El puente no es para el habitante insular en crisis, si así fuera, se complementaría con políticas públicas que pensaran realmente en lo que los chilotes necesitan. Hace unos años, el Centro de Estudios Sociales de Chiloé rastreó la percepción de los ciudadanos de Chiloé en las diez comunas acerca de sus necesidades prioritarias y se mencionaron tres: un hospital con especialidades, una universidad estatal y solucionar la sequía y pérdida del bosque nativo. Estoy segura que ahora se agregaría el tema tremendo de la basura. No aparece el puente.
¿Es el puente lo que nos llevará al desarrollo? ¿a la orilla donde los otros llegan? ¿por qué los padres desean para sus hijos la migración? ¿por qué los profesores de las islas y los campos, que aman a sus niños, dicen “no quiero que ninguno se quede aquí”?
Poderoso caballero es Don Dinero: las enormes cifras comprometidas en la construcción del puente – ya lo sabemos – servirían para resolver nuestros problemas de conectividad interna y los problemas identificados como fundamentales. Pero no. El puente aún inexistente está pensado para facilitar la extracción, para aumentar la fluidez del mercado empresarial.
El Canal de Chacao, simbólico cordón acuoso que nos separa del continente ha sido una suerte de defensa natural que ha permitido concentrar una cosmovisión a pesar de la precariedad; con el puente como último eslabón para terminar con una forma de entender el mundo ya no habrá más que recuerdos de una cultura particular y rica.
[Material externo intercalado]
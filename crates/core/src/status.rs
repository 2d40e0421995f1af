//! Job status: the value backends publish and the core reads.
//!
//! ```text
//!   Waiting ──start_run()──→ Running ──succeed()──→ Success
//!      │                        │
//!      │                        ├──fail(msg)──→ Error
//!      │                        │
//!      └────────────────────────┴──cancel()───→ Cancelled
//! ```
//!
//! Terminal states are permanent. `stop_message` is only ever set for `Error`.

use chrono::{DateTime, Utc};
use serde::{Deserialize, Serialize};

use crate::error::{JobError, JobResult};

/// Lifecycle state of a job.
#[derive(Debug, Copy, Clone, PartialEq, Eq, Hash, Serialize, Deserialize)]
#[serde(rename_all = "snake_case")]
pub enum RunningStatus {
    /// Created (or submitted) but not running yet.
    Waiting,
    Running,
    Success,
    Error,
    Cancelled,
}

impl RunningStatus {
    pub fn is_terminal(&self) -> bool {
        matches!(
            self,
            RunningStatus::Success | RunningStatus::Error | RunningStatus::Cancelled
        )
    }
}

impl core::fmt::Display for RunningStatus {
    fn fmt(&self, f: &mut core::fmt::Formatter<'_>) -> core::fmt::Result {
        let s = match self {
            RunningStatus::Waiting => "WAITING",
            RunningStatus::Running => "RUNNING",
            RunningStatus::Success => "SUCCESS",
            RunningStatus::Error => "ERROR",
            RunningStatus::Cancelled => "CANCELLED",
        };
        f.write_str(s)
    }
}

/// Snapshot of a job's execution status.
///
/// Fields are private so that `completed() == state().is_terminal()` and the
/// stop-message rule hold for every value built through the transition methods.
/// Deserialized values are checked against the same rules.
#[derive(Debug, Clone, PartialEq, Serialize, Deserialize)]
#[serde(try_from = "RawJobStatus")]
pub struct JobStatus {
    state: RunningStatus,
    stop_message: Option<String>,
    /// Progress in \[0, 1\], reported by the backend while running.
    progress: f64,
    progress_message: Option<String>,
    started_at: Option<DateTime<Utc>>,
    stopped_at: Option<DateTime<Utc>>,
}

/// Unchecked wire form of [`JobStatus`].
#[derive(Deserialize)]
struct RawJobStatus {
    state: RunningStatus,
    #[serde(default)]
    stop_message: Option<String>,
    #[serde(default)]
    progress: f64,
    #[serde(default)]
    progress_message: Option<String>,
    #[serde(default)]
    started_at: Option<DateTime<Utc>>,
    #[serde(default)]
    stopped_at: Option<DateTime<Utc>>,
}

impl TryFrom<RawJobStatus> for JobStatus {
    type Error = JobError;

    fn try_from(raw: RawJobStatus) -> Result<Self, Self::Error> {
        match (raw.state, &raw.stop_message) {
            (RunningStatus::Error, None) => {
                return Err(JobError::InvalidStatus(
                    "an ERROR status must carry a stop message".to_string(),
                ));
            }
            (state, Some(_)) if state != RunningStatus::Error => {
                return Err(JobError::InvalidStatus(format!(
                    "a {state} status cannot carry a stop message"
                )));
            }
            _ => {}
        }
        if !(0.0..=1.0).contains(&raw.progress) {
            return Err(JobError::InvalidStatus(format!(
                "progress {} is outside [0, 1]",
                raw.progress
            )));
        }
        if raw.stopped_at.is_some() && !raw.state.is_terminal() {
            return Err(JobError::InvalidStatus(format!(
                "a {} status cannot have a stop time",
                raw.state
            )));
        }

        Ok(Self {
            state: raw.state,
            stop_message: raw.stop_message,
            progress: raw.progress,
            progress_message: raw.progress_message,
            started_at: raw.started_at,
            stopped_at: raw.stopped_at,
        })
    }
}

impl Default for JobStatus {
    fn default() -> Self {
        Self::new()
    }
}

impl JobStatus {
    /// A fresh status in the `Waiting` state.
    pub fn new() -> Self {
        Self {
            state: RunningStatus::Waiting,
            stop_message: None,
            progress: 0.0,
            progress_message: None,
            started_at: None,
            stopped_at: None,
        }
    }

    pub fn state(&self) -> RunningStatus {
        self.state
    }

    pub fn completed(&self) -> bool {
        self.state.is_terminal()
    }

    pub fn stop_message(&self) -> Option<&str> {
        self.stop_message.as_deref()
    }

    pub fn progress(&self) -> f64 {
        self.progress
    }

    pub fn progress_message(&self) -> Option<&str> {
        self.progress_message.as_deref()
    }

    pub fn started_at(&self) -> Option<DateTime<Utc>> {
        self.started_at
    }

    pub fn stopped_at(&self) -> Option<DateTime<Utc>> {
        self.stopped_at
    }

    /// Time spent running: up to now while running, up to the stop time once terminal.
    pub fn duration(&self) -> Option<chrono::Duration> {
        let started = self.started_at?;
        let end = self.stopped_at.unwrap_or_else(Utc::now);
        Some(end - started)
    }

    /// `Waiting -> Running`.
    pub fn start_run(&mut self) -> JobResult<()> {
        if self.state != RunningStatus::Waiting {
            return Err(self.invalid(RunningStatus::Running));
        }
        self.state = RunningStatus::Running;
        self.started_at = Some(Utc::now());
        Ok(())
    }

    /// Record progress while running. Values are clamped to \[0, 1\].
    pub fn update_progress(&mut self, progress: f64, message: Option<String>) -> JobResult<()> {
        if self.state != RunningStatus::Running {
            return Err(self.invalid(RunningStatus::Running));
        }
        self.progress = if progress.is_nan() {
            self.progress
        } else {
            progress.clamp(0.0, 1.0)
        };
        if message.is_some() {
            self.progress_message = message;
        }
        Ok(())
    }

    /// `Running -> Success`.
    pub fn succeed(&mut self) -> JobResult<()> {
        if self.state != RunningStatus::Running {
            return Err(self.invalid(RunningStatus::Success));
        }
        self.progress = 1.0;
        self.stop(RunningStatus::Success, None);
        Ok(())
    }

    /// Any non-terminal state `-> Error`, carrying the backend's stop message.
    pub fn fail(&mut self, message: impl Into<String>) -> JobResult<()> {
        if self.completed() {
            return Err(self.invalid(RunningStatus::Error));
        }
        self.stop(RunningStatus::Error, Some(message.into()));
        Ok(())
    }

    /// Any non-terminal state `-> Cancelled`.
    pub fn cancel(&mut self) -> JobResult<()> {
        if self.completed() {
            return Err(self.invalid(RunningStatus::Cancelled));
        }
        self.stop(RunningStatus::Cancelled, None);
        Ok(())
    }

    fn stop(&mut self, state: RunningStatus, stop_message: Option<String>) {
        let now = Utc::now();
        self.started_at.get_or_insert(now);
        self.stopped_at = Some(now);
        self.state = state;
        self.stop_message = stop_message;
    }

    fn invalid(&self, to: RunningStatus) -> JobError {
        JobError::InvalidTransition {
            from: self.state,
            to,
        }
    }
}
A ratos se asoma una mirada apocalíptica y nos parece ver a los poderosos que podrán comprar las islas despobladas y armar sus espacios de recreo alejados de las ciudades que ellos mismos han vuelto inhabitables, un mundo que – mentirosamente – nos han hecho creer que es mejor. Ya empezaron a llegar, de a poco instalan sus maneras como cerrar playas u ocupar nuestra cultura como escenografía para su costoso bienestar.